The senior framing therefore turns three abstract knobs into operational concerns:
- Error probability
ε(Monte Carlo) becomes an error budget: "this endpoint is allowed to return a wrong/approximate answer at mostXtimes per million requests." You amplify until you meet the budget — and no further, because amplification costs latency. - Expected time
E[T](Las Vegas) becomes a tail-latency concern: an average is useless to an SLA. What matters is the p99 / p999 of the retry loop, and what you do when an unlucky run blows the deadline (truncate? fail open? fail closed?). - Randomness itself becomes an operational liability: an unseeded bug cannot be reproduced, two replicas drawing "the same random pivot" defeat the whole point, and a non-cryptographic RNG in an adversarial path is a security hole.
This file is about turning "it works on my machine, probably" into "it meets a 99.9% SLA, here is the proof, here is the dashboard, and here is the replay command for the one-in-a-million failure."

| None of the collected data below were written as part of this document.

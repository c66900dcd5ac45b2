//! The clock-correlation validator: checks that two messages (or a
//! message iterator's successive outputs) carry default clock
//! snapshots whose clock classes can actually be compared.
//!
//! A muxer, or any other component combining clock snapshots from
//! different sources, must reject clock classes that cannot be
//! correlated rather than silently compare incomparable timestamps.
//! Every clock class falls into exactly one of three categories:
//!
//! - *known*: origin is the Unix epoch, or a custom, self-identifying
//!   `(namespace, name, uid)` reference point — two known clocks
//!   correlate iff their origins are equal;
//! - *unknown with an id*: origin is unknown, but the clock carries a
//!   [`ClockIdentity`] — two such clocks correlate iff their
//!   identities are equal;
//! - *unknown without an id*: origin is unknown and no identity is
//!   set — such a clock only ever correlates with itself (checked by
//!   reference equality, not by value).

use flowtrace_clock::{ClockClass, ClockIdentity, ClockOrigin};
use thiserror::Error;

/// Errors raised when two clock classes cannot be correlated.
#[derive(Error, Debug, Clone, PartialEq, Eq)]
#[non_exhaustive]
pub enum Error {
    /// Expecting a known-origin clock class, got none at all.
    #[error("expecting a known-origin clock class, got none")]
    ExpectingKnownGotNone,

    /// Expecting a known-origin clock class, got one with an unknown
    /// origin.
    #[error("expecting a known-origin clock class, got one with an unknown origin")]
    ExpectingKnownGotUnknown,

    /// Both clock classes have a known origin, but the origins differ.
    #[error("expecting a known-origin clock class, got one with a different origin")]
    ExpectingKnownGotOtherOrigin,

    /// Expecting an unknown-origin clock class with an identity, got
    /// none at all.
    #[error("expecting an unknown-origin clock class with an identity, got none")]
    ExpectingUnknownWithIdGotNone,

    /// Expecting an unknown-origin clock class with an identity, got a
    /// known-origin one.
    #[error("expecting an unknown-origin clock class with an identity, got a known-origin one")]
    ExpectingUnknownWithIdGotKnown,

    /// Expecting an unknown-origin clock class with an identity, got
    /// one with no identity.
    #[error("expecting an unknown-origin clock class with an identity, got one without an identity")]
    ExpectingUnknownWithIdGotWithoutId,

    /// Both clock classes have an unknown origin and an identity, but
    /// the identities differ.
    #[error("expecting an unknown-origin clock class with an identity, got one with a different identity")]
    ExpectingUnknownWithIdGotOtherId,

    /// Expecting an unknown-origin clock class with no identity, got
    /// none at all.
    #[error("expecting an unknown-origin clock class with no identity, got none")]
    ExpectingUnknownWithoutIdGotNone,

    /// Expecting an unknown-origin clock class with no identity, got a
    /// different clock class (this category only ever correlates with
    /// itself).
    #[error("expecting an unknown-origin clock class with no identity, got a different clock class")]
    ExpectingUnknownWithoutIdGotOther,
}

enum OriginClass {
    Known(ClockOrigin),
    UnknownWithId(ClockIdentity),
    UnknownWithoutId,
}

fn classify(clock: &ClockClass) -> OriginClass {
    match clock.origin() {
        ClockOrigin::Unknown => match clock.identity() {
            Some(identity) => OriginClass::UnknownWithId(identity),
            None => OriginClass::UnknownWithoutId,
        },
        known => OriginClass::Known(known),
    }
}

fn expecting_none(expected: &ClockClass) -> Error {
    match classify(expected) {
        OriginClass::Known(_) => Error::ExpectingKnownGotNone,
        OriginClass::UnknownWithId(_) => Error::ExpectingUnknownWithIdGotNone,
        OriginClass::UnknownWithoutId => Error::ExpectingUnknownWithoutIdGotNone,
    }
}

/// The outcome of comparing two optional clock classes for
/// correlatability.
pub fn check_correlatable(a: Option<&ClockClass>, b: Option<&ClockClass>) -> Result<(), Error> {
    match (a, b) {
        (None, None) => Ok(()),
        (Some(a), Some(b)) => check_origins(a, b),
        (Some(expected), None) | (None, Some(expected)) => Err(expecting_none(expected)),
    }
}

fn check_origins(a: &ClockClass, b: &ClockClass) -> Result<(), Error> {
    use OriginClass as C;
    match (classify(a), classify(b)) {
        (C::Known(oa), C::Known(ob)) => {
            if oa == ob {
                Ok(())
            } else {
                Err(Error::ExpectingKnownGotOtherOrigin)
            }
        }
        (C::Known(_), C::UnknownWithId(_) | C::UnknownWithoutId) => Err(Error::ExpectingKnownGotUnknown),

        (C::UnknownWithId(_), C::Known(_)) => Err(Error::ExpectingUnknownWithIdGotKnown),
        (C::UnknownWithId(ida), C::UnknownWithId(idb)) => {
            if ida == idb {
                Ok(())
            } else {
                Err(Error::ExpectingUnknownWithIdGotOtherId)
            }
        }
        (C::UnknownWithId(_), C::UnknownWithoutId) => Err(Error::ExpectingUnknownWithIdGotWithoutId),

        (C::UnknownWithoutId, _) => {
            if a.is_same_instance(b) {
                Ok(())
            } else {
                Err(Error::ExpectingUnknownWithoutIdGotOther)
            }
        }
    }
}

#[cfg(test)]
mod test {
    use super::*;

    #[test]
    fn both_absent_is_correlatable() {
        assert!(check_correlatable(None, None).is_ok());
    }

    #[test]
    fn one_absent_one_present_is_rejected() {
        let clock = ClockClass::new(1000).unwrap();
        clock.set_origin(ClockOrigin::UnixEpoch).unwrap();
        assert_eq!(check_correlatable(None, Some(&clock)), Err(Error::ExpectingKnownGotNone));
        assert_eq!(check_correlatable(Some(&clock), None), Err(Error::ExpectingKnownGotNone));
    }

    #[test]
    fn both_unix_epoch_is_correlatable() {
        let a = ClockClass::new(1000).unwrap();
        a.set_origin(ClockOrigin::UnixEpoch).unwrap();
        let b = ClockClass::new(2000).unwrap();
        b.set_origin(ClockOrigin::UnixEpoch).unwrap();
        assert!(check_correlatable(Some(&a), Some(&b)).is_ok());
    }

    #[test]
    fn unix_epoch_vs_unknown_is_rejected() {
        let a = ClockClass::new(1000).unwrap();
        a.set_origin(ClockOrigin::UnixEpoch).unwrap();
        let b = ClockClass::new(1000).unwrap();
        assert_eq!(check_correlatable(Some(&a), Some(&b)), Err(Error::ExpectingKnownGotUnknown));
    }

    #[test]
    fn custom_origins_with_different_uid_are_rejected() {
        let a = ClockClass::new(1000).unwrap();
        a.set_origin(ClockOrigin::Custom { namespace: None, name: "clk".into(), uid: "1".into() }).unwrap();
        let b = ClockClass::new(1000).unwrap();
        b.set_origin(ClockOrigin::Custom { namespace: None, name: "clk".into(), uid: "2".into() }).unwrap();
        assert_eq!(check_correlatable(Some(&a), Some(&b)), Err(Error::ExpectingKnownGotOtherOrigin));
    }

    #[test]
    fn differing_identity_on_unknown_origin_is_rejected() {
        let a = ClockClass::new(1000).unwrap();
        a.set_identity(Some(ClockIdentity::Uuid([1; 16]))).unwrap();
        let b = ClockClass::new(1000).unwrap();
        b.set_identity(Some(ClockIdentity::Uuid([2; 16]))).unwrap();
        assert_eq!(check_correlatable(Some(&a), Some(&b)), Err(Error::ExpectingUnknownWithIdGotOtherId));
    }

    #[test]
    fn matching_namespace_name_uid_identity_is_correlatable() {
        let identity = ClockIdentity::NamespaceNameUid {
            namespace: "ns".into(),
            name: "clk".into(),
            uid: "1".into(),
        };
        let a = ClockClass::new(1000).unwrap();
        a.set_identity(Some(identity.clone())).unwrap();
        let b = ClockClass::new(1000).unwrap();
        b.set_identity(Some(identity)).unwrap();
        assert!(check_correlatable(Some(&a), Some(&b)).is_ok());
    }

    #[test]
    fn two_unknown_without_id_clocks_must_be_the_same_instance() {
        let a = ClockClass::new(1000).unwrap();
        let b = ClockClass::new(1000).unwrap();
        assert_eq!(check_correlatable(Some(&a), Some(&b)), Err(Error::ExpectingUnknownWithoutIdGotOther));
        assert!(check_correlatable(Some(&a), Some(&a)).is_ok());
    }
}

Choosing the Paradigm in Real Systems¶
The decision is rarely "which is theoretically nicer." It is driven by which constraint is hard in your system.
The decision tree¶
Real-system mapping¶
| System / component | Hard constraint | Paradigm chosen | Why |
|---|---|---|---|
| Ad-serving relevance score under 5 ms budget | Latency (deadline) | Monte Carlo (sampled estimate) | Cannot miss the deadline; an approximate score is fine. |
| Distributed analytics: "approximate distinct count" (HyperLogLog) | Memory + latency | Monte Carlo | Exact count is too expensive; bounded relative error is acceptable. |
| Randomized load balancer "power of two choices" | Correctness of routing | Las Vegas-ish | Pick 2 random backends, route to the less loaded — answer is always a valid backend; only the choice quality is random. |
| Randomized quicksort/quickselect in a query engine | Correctness | Las Vegas | The sorted output must be correct; variable time is acceptable, worst case is astronomically rare. |
| TLS / key generation primality test | Correctness and adversarial input | Monte Carlo (Miller-Rabin), heavily amplified + CSPRNG | "Prime" must be correct to crypto standards; amplify to ε < 2^-128. |
| Rate-limiter probabilistic admission | Latency | Monte Carlo | Constant-time decision; small admission error is tolerable. |
| Leader election with random backoff | Correctness (one leader) | Las Vegas | Retry random timeouts until exactly one wins; the time to converge is random. |
The senior habit: name the hard constraint first, then the paradigm falls out almost mechanically. A second, subtler habit — when both "deadline" and "must be correct" are hard, you cannot get both from pure randomness, so you engineer a hybrid: a Las Vegas core truncated at the deadline with a deterministic fallback (a Monte Carlo wrapper). That hybrid is the single most common pattern in production randomized code.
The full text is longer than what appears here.